Wednesday, 5 September 2012

Dogs sense when humans are in distress

Dogs may empathise with humans more than any other animal, including humans themselves, two new studies suggest.
The latest research, published in the journal Animal Cognition, found that pet dogs may truly be man (or woman's) best friend if a person is in distress. That distressed individual does not even have to be someone the dog knows.
"I think there is good reason to suspect dogs would be more sensitive to human emotion than other species," says co-author Deborah Custance.
"We have domesticated dogs over a long period of time. We have selectively bred them to act as our companions."
"Thus," she adds," those dogs that responded sensitively to our emotional cues may have been the individuals that we would be more likely to keep as pets and breed from."
Custance and colleague Jennifer Mayer, both from the Department of Psychology at the University of London Goldsmiths College, exposed 18 pet dogs - representing different ages and breeds - to four separate 20-second human encounters.
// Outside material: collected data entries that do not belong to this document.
//! Shell 执行器：白名单命令，禁止危险操作
//!
//! 仅允许配置中的命令名（首词，如 ls、grep、cargo）；禁止 rm -rf、chmod 777 等子串；
//! 执行通过 sh -c / cmd /C。非零退出码作为 ExecutionFailed 业务失败返回，
//! 超时由外层 ToolExecutor 统一施加。

use std::collections::HashSet;

use async_trait::async_trait;
use serde_json::Value;
use tokio::process::Command;

use crate::tools::{ErrorCode, StandardizedError, Tool, ToolOutcome};

/// 禁止的命令/子串（即使白名单中有同名，也不允许带这些参数）
const FORBIDDEN_SUBSTR: &[&str] = &[
    "rm -rf",
    "rm -fr",
    "rm -r",
    "wget ",
    "curl | sh",
    "chmod 777",
    "chmod +s",
    "mkfs",
    "dd if=",
    "> /dev/sd",
    ":(){ :|:& };:", // fork bomb
];

/// Shell 工具：仅允许白名单内命令
pub struct ShellTool {
    allowed_commands: HashSet<String>,
}

impl ShellTool {
    pub fn new(allowed_commands: Vec<String>) -> Self {
        let allowed_commands = allowed_commands.into_iter().map(|s| s.to_lowercase()).collect();
        Self { allowed_commands }
    }

    /// 解析命令：只取第一个 token 作为命令名
    fn command_name<'a>(&self, raw: &'a str) -> &'a str {
        raw.split_whitespace().next().unwrap_or("")
    }

    fn check_allowed(&self, raw: &str) -> Result<(), StandardizedError> {
        let raw_lower = raw.to_lowercase();
        for forbidden in FORBIDDEN_SUBSTR {
            if raw_lower.contains(forbidden) {
                return Err(StandardizedError::new(
                    ErrorCode::PermissionDenied,
                    format!("forbidden pattern: {forbidden}"),
                )
                .with_suggestion("use a safe, read-only command"));
            }
        }
        let name = self.command_name(&raw_lower);
        if name.is_empty() {
            return Err(StandardizedError::new(
                ErrorCode::InvalidParameters,
                "empty command",
            )
            .with_detail("param", "command"));
        }
        if self.allowed_commands.contains(name) {
            return Ok(());
        }
        Err(StandardizedError::new(
            ErrorCode::PermissionDenied,
            format!("command '{name}' not in allowlist"),
        )
        .with_suggestion("use one of the allowed commands")
        .with_detail("command", name))
    }
}

#[async_trait]
impl Tool for ShellTool {
    fn name(&self) -> &str {
        "shell"
    }

    fn description(&self) -> &str {
        "Run a whitelisted shell command. Args: {\"command\": \"ls -la\"}"
    }

    fn parameters_schema(&self) -> Value {
        serde_json::json!({
            "type": "object",
            "properties": {
                "command": {
                    "type": "string",
                    "description": "The shell command to execute (first word must be in the allowlist)"
                }
            },
            "required": ["command"]
        })
    }

    async fn execute(&self, args: Value) -> Result<ToolOutcome, String> {
        let command = args
            .get("command")
            .and_then(|v| v.as_str())
            .unwrap_or("")
            .trim()
            .to_string();
        if let Err(e) = self.check_allowed(&command) {
            return Ok(ToolOutcome::fail(e));
        }

        let output = if cfg!(target_os = "windows") {
            Command::new("cmd").args(["/C", &command]).output().await
        } else {
            Command::new("sh").args(["-c", &command]).output().await
        };

        let output = match output {
            Ok(o) => o,
            Err(e) => {
                return Ok(ToolOutcome::fail(
                    StandardizedError::new(
                        ErrorCode::InternalError,
                        format!("failed to spawn shell: {e}"),
                    )
                    .with_detail("command", command),
                ))
            }
        };

        let stdout = String::from_utf8_lossy(&output.stdout).to_string();
        let stderr = String::from_utf8_lossy(&output.stderr).to_string();
        if output.status.success() {
            Ok(ToolOutcome::ok(stdout))
        } else {
            Ok(ToolOutcome::fail(
                StandardizedError::new(
                    ErrorCode::ExecutionFailed,
                    format!("command exited with {}", output.status),
                )
                .with_suggestion("inspect stderr and adjust the command")
                .with_detail("command", command)
                .with_detail("stderr", stderr.chars().take(500).collect::<String>()),
            ))
        }
    }
}

#[cfg(test)]
mod tests {
    use super::*;

    fn tool() -> ShellTool {
        ShellTool::new(vec!["echo".to_string(), "false".to_string()])
    }

    #[tokio::test]
    async fn test_allowlisted_command_runs() {
        let out = tool()
            .execute(serde_json::json!({"command": "echo hi"}))
            .await
            .unwrap();
        assert!(out.success);
        assert_eq!(out.render_data().trim(), "hi");
    }

    #[tokio::test]
    async fn test_unlisted_command_denied() {
        let out = tool()
            .execute(serde_json::json!({"command": "uname -a"}))
            .await
            .unwrap();
        assert!(!out.success);
        assert_eq!(out.error_code(), ErrorCode::PermissionDenied);
    }

    #[tokio::test]
    async fn test_forbidden_pattern_denied() {
        let out = tool()
            .execute(serde_json::json!({"command": "echo rm -rf /"}))
            .await
            .unwrap();
        assert!(!out.success);
        assert_eq!(out.error_code(), ErrorCode::PermissionDenied);
    }

    #[tokio::test]
    async fn test_nonzero_exit_is_execution_failed() {
        let out = tool()
            .execute(serde_json::json!({"command": "false"}))
            .await
            .unwrap();
        assert!(!out.success);
        assert_eq!(out.error_code(), ErrorCode::ExecutionFailed);
    }
}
The human participants included the dogs' owners as well as strangers.
During one experimental condition, the people hummed in a weird way. For that one, the scientists were trying to see if unusual behaviour itself could trigger canine concern. The people also talked and pretended to cry.
The majority of the dogs comforted the person, owner or not, when that individual was pretending to cry. The dogs acted submissive as they nuzzled and licked the person, the canine version of "there there."
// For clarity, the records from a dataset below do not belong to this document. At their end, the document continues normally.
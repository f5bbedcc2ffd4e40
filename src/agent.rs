//! Headless 组合层
//!
//! 供调用方使用的薄封装：create_components 按配置构建推理客户端、工具注册表与
//! 会话管理器；run_command 按 Command 选择预设 RunConfig，并按配置决定走基础循环
//! 还是审议装饰器（审议关闭时为纯透传）；resume_command 按恢复契约续跑已有会话。

use std::path::Path;
use std::sync::Arc;

use tokio_util::sync::CancellationToken;

use crate::config::AppConfig;
use crate::core::{
    AgentError, AgentRunner, DeliberationResult, DeliberationRunner, RunConfig,
};
use crate::llm::{OpenAiReasoningClient, ReasoningClient, ScriptedClient};
use crate::session::{Command, SessionManager};
use crate::tools::{EchoTool, ListDirTool, ReadFileTool, ShellTool, ToolExecutor, ToolRegistry};

/// 预构建的组件：推理客户端与会话管理器可多次 run 共享；
/// ToolExecutor 由每次 run 单独构建（registry 不可共享克隆）
pub struct AgentComponents {
    pub client: Arc<dyn ReasoningClient>,
    pub sessions: SessionManager,
    pub config: AppConfig,
}

/// 按配置创建组件：scripted 后端用于离线运行，其余走 OpenAI 兼容端点
pub fn create_components(config: AppConfig) -> Result<AgentComponents, AgentError> {
    let client: Arc<dyn ReasoningClient> = match config.llm.provider.as_str() {
        "scripted" => Arc::new(ScriptedClient::default()),
        _ => Arc::new(OpenAiReasoningClient::new(
            config.llm.base_url.as_deref(),
            None,
        )),
    };
    let sessions = SessionManager::new(config.session_dir())?;
    Ok(AgentComponents {
        client,
        sessions,
        config,
    })
}

/// 构建本仓库内置的工具集（echo / read_file / list_dir / shell）
pub fn build_registry(workspace: &Path, config: &AppConfig) -> ToolRegistry {
    let mut registry = ToolRegistry::new();
    registry.register(EchoTool);
    registry.register(ReadFileTool::new(workspace));
    registry.register(ListDirTool::new(workspace));
    registry.register(ShellTool::new(config.tools.shell_allowed_commands.clone()));
    registry
}

/// Command 预设之上套用配置：[tools] 的单次调用超时与 [runner] 的全局开关；
/// chat 没有专门的预算预设，完整采用 [runner] 段
fn run_config_for(command: Command, config: &AppConfig) -> RunConfig {
    let mut run_config = command.preset();
    if command == Command::Chat {
        run_config.max_iterations = config.runner.max_iterations;
        run_config.timeout_secs = config.runner.timeout_secs;
        run_config.max_tool_retries = config.runner.max_tool_retries;
        run_config.abort_on_repeated_errors = config.runner.abort_on_repeated_errors;
    }
    run_config.retry_with_modification = config.runner.retry_with_modification;
    run_config.enable_error_analysis = config.runner.enable_error_analysis;
    run_config.tool_timeout_secs = config.tools.tool_timeout_secs;
    run_config
}

/// 执行一次编排 run：新建会话，按配置选择基础循环或审议装饰器。
/// 返回 DeliberationResult——审议关闭时内嵌的 run 即基础循环结果，审议台账为空。
pub async fn run_command(
    components: &AgentComponents,
    command: Command,
    system_prompt: &str,
    prompt: &str,
    cancel: CancellationToken,
) -> Result<DeliberationResult, AgentError> {
    let workspace = components.config.workspace_root();
    let run_config = run_config_for(command, &components.config);
    let session = components.sessions.create_session(
        system_prompt,
        &components.config.llm.model,
        command,
        run_config.clone(),
        workspace.clone(),
    )?;

    let executor = ToolExecutor::new(
        build_registry(&workspace, &components.config),
        run_config.tool_timeout_secs,
    );
    let base = AgentRunner::new(components.client.clone(), executor, session)
        .with_session_manager(components.sessions.clone())
        .with_cancel_token(cancel);

    let mut runner = DeliberationRunner::new(base, components.config.deliberation.clone());
    Ok(runner.run_with_deliberation(prompt).await)
}

/// 恢复已持久化的会话并继续：model / system prompt 必须与持久化内容一致（硬错误，
/// 发生在任何推理调用之前）；paused 会话转回 running。
pub async fn resume_command(
    components: &AgentComponents,
    session_id: &str,
    system_prompt: &str,
    prompt: &str,
    cancel: CancellationToken,
) -> Result<DeliberationResult, AgentError> {
    let session = components.sessions.load_for_resume(
        session_id,
        &components.config.llm.model,
        system_prompt,
    )?;
    let workspace = session.workspace_root.clone();
    let executor = ToolExecutor::new(
        build_registry(&workspace, &components.config),
        session.config.tool_timeout_secs,
    );
    let base = AgentRunner::new(components.client.clone(), executor, session)
        .with_session_manager(components.sessions.clone())
        .with_cancel_token(cancel);

    let mut runner = DeliberationRunner::new(base, components.config.deliberation.clone());
    Ok(runner.run_with_deliberation(prompt).await)
}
Custance and Mayer say this behaviour is consistent with empathic concern and the offering of comfort.

Brain signals

As for what could be going on in the dog's head, yet another recent study, published in PLoS ONE , showed how the brains of dogs react as the canines view humans. In this case, the researchers trained dogs to respond to hand signals that meant the pups would receive a hot dog treat. Another signal meant no such treat was coming.
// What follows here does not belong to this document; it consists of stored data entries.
//! 对话模型：消息与工具调用请求
//!
//! Message 是会话中的一轮（system / user / assistant / tool），由 SessionState 独占持有，
//! 只追加、不原地修改；assistant 消息的主载荷为 content 或 tool_call 二选一，
//! tool 消息必须携带 tool_call_id 与 tool_name 以对应具体的调用。

use serde::{Deserialize, Serialize};

/// 消息角色（与 LLM API 一致）
#[derive(Clone, Debug, PartialEq, Eq, Serialize, Deserialize)]
#[serde(rename_all = "lowercase")]
pub enum Role {
    System,
    User,
    Assistant,
    Tool,
}

/// 推理端发起的一次工具调用请求
#[derive(Clone, Debug, PartialEq, Serialize, Deserialize)]
pub struct ToolCallRequest {
    /// 工具名（对应 ToolRegistry 中的注册名）
    pub name: String,
    /// 参数（JSON 对象）
    pub arguments: serde_json::Value,
    /// 调用 ID，用于将 tool 消息关联回本次调用
    pub id: String,
}

impl ToolCallRequest {
    /// 调用签名 = 工具名 + 序列化参数，作为重试计数的键。
    /// serde_json 默认按键排序，因此相同参数得到相同签名。
    pub fn signature(&self) -> String {
        format!("{}:{}", self.name, self.arguments)
    }
}

/// 单条消息
#[derive(Clone, Debug, Serialize, Deserialize)]
pub struct Message {
    pub role: Role,
    #[serde(default)]
    pub content: String,
    /// assistant 发起工具调用时设置
    #[serde(default, skip_serializing_if = "Option::is_none")]
    pub tool_call: Option<ToolCallRequest>,
    /// tool 消息回答的调用 ID
    #[serde(default, skip_serializing_if = "Option::is_none")]
    pub tool_call_id: Option<String>,
    /// tool 消息对应的工具名
    #[serde(default, skip_serializing_if = "Option::is_none")]
    pub tool_name: Option<String>,
}

impl Message {
    pub fn system(content: impl Into<String>) -> Self {
        Self {
            role: Role::System,
            content: content.into(),
            tool_call: None,
            tool_call_id: None,
            tool_name: None,
        }
    }

    pub fn user(content: impl Into<String>) -> Self {
        Self {
            role: Role::User,
            content: content.into(),
            tool_call: None,
            tool_call_id: None,
            tool_name: None,
        }
    }

    pub fn assistant(content: impl Into<String>) -> Self {
        Self {
            role: Role::Assistant,
            content: content.into(),
            tool_call: None,
            tool_call_id: None,
            tool_name: None,
        }
    }

    /// assistant 的工具调用消息：主载荷为 tool_call，content 为空
    pub fn assistant_tool_call(call: ToolCallRequest) -> Self {
        Self {
            role: Role::Assistant,
            content: String::new(),
            tool_call: Some(call),
            tool_call_id: None,
            tool_name: None,
        }
    }

    /// tool 消息：回答指定调用，content 为工具输出或错误说明
    pub fn tool_result(
        call_id: impl Into<String>,
        tool_name: impl Into<String>,
        content: impl Into<String>,
    ) -> Self {
        Self {
            role: Role::Tool,
            content: content.into(),
            tool_call: None,
            tool_call_id: Some(call_id.into()),
            tool_name: Some(tool_name.into()),
        }
    }
}

#[cfg(test)]
mod tests {
    use super::*;

    #[test]
    fn test_signature_deterministic() {
        let a = ToolCallRequest {
            name: "read_file".to_string(),
            arguments: serde_json::json!({"path": "a.txt", "limit": 10}),
            id: "c1".to_string(),
        };
        let b = ToolCallRequest {
            name: "read_file".to_string(),
            arguments: serde_json::json!({"limit": 10, "path": "a.txt"}),
            id: "c2".to_string(),
        };
        // 键序不同但签名一致（serde_json Map 按键排序）
        assert_eq!(a.signature(), b.signature());
    }

    #[test]
    fn test_tool_result_carries_call_id() {
        let m = Message::tool_result("c1", "echo", "hi");
        assert_eq!(m.role, Role::Tool);
        assert_eq!(m.tool_call_id.as_deref(), Some("c1"));
        assert_eq!(m.tool_name.as_deref(), Some("echo"));
    }

    #[test]
    fn test_roundtrip_serde() {
        let m = Message::assistant_tool_call(ToolCallRequest {
            name: "echo".to_string(),
            arguments: serde_json::json!({"text": "hi"}),
            id: "c9".to_string(),
        });
        let s = serde_json::to_string(&m).unwrap();
        let back: Message = serde_json::from_str(&s).unwrap();
        assert_eq!(back.tool_call.unwrap().id, "c9");
    }
}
The caudate region of the dogs' brains, an area associated with rewards in humans, showed activation when the canines knew a tasty food treat was coming.
"These results indicate that dogs pay very close attention to human signals," says lead researcher Gregory Berns, director of the Emory Center for Neuropolicy. "And these signals may have a direct line to the dog's reward system."
In that study, the reward was food, but Custance and Mayer think canines over the thousands of years of domestication have been rewarded so much for approaching distressed human companions that this may somehow be hardwired into today's dogs.
The phenomenon in some cases could even have a subconscious element. Consider what happens when a person yawns and a dog is in the room.
"Dogs show contagious yawning to human yawns," says Matthew Campbell, an assistant professor in Georgia State University's Department of Psychology.
"We have selected dogs to be in tune with us emotionally," Campbell says.
Custance and Mayer next hope to determine how empathetic wolves may be.
"It would be interesting to see how wolves who have been raised in human households would respond if they took part in our experiment," says Custance.
"Would they behave like domestic dogs or show less response to a crying human? It would be fascinating to find out."